## Problem requirements
Which lines in the records below include the word "Number"? Report each of them in full.

Start of Block

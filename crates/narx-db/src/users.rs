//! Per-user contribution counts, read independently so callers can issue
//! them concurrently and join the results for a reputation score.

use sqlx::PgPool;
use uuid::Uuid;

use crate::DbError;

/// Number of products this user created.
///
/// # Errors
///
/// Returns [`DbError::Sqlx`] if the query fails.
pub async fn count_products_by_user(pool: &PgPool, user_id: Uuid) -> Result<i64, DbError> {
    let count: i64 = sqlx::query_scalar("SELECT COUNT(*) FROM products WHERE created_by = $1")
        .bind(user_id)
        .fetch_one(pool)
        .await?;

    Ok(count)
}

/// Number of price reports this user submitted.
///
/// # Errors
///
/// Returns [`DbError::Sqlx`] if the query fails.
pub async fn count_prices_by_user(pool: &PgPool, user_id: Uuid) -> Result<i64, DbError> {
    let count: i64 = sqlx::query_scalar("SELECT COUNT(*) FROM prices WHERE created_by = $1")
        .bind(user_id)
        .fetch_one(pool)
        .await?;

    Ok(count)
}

End of Block

## The answer
/// Number of products this user created.
/// Number of price reports this user submitted.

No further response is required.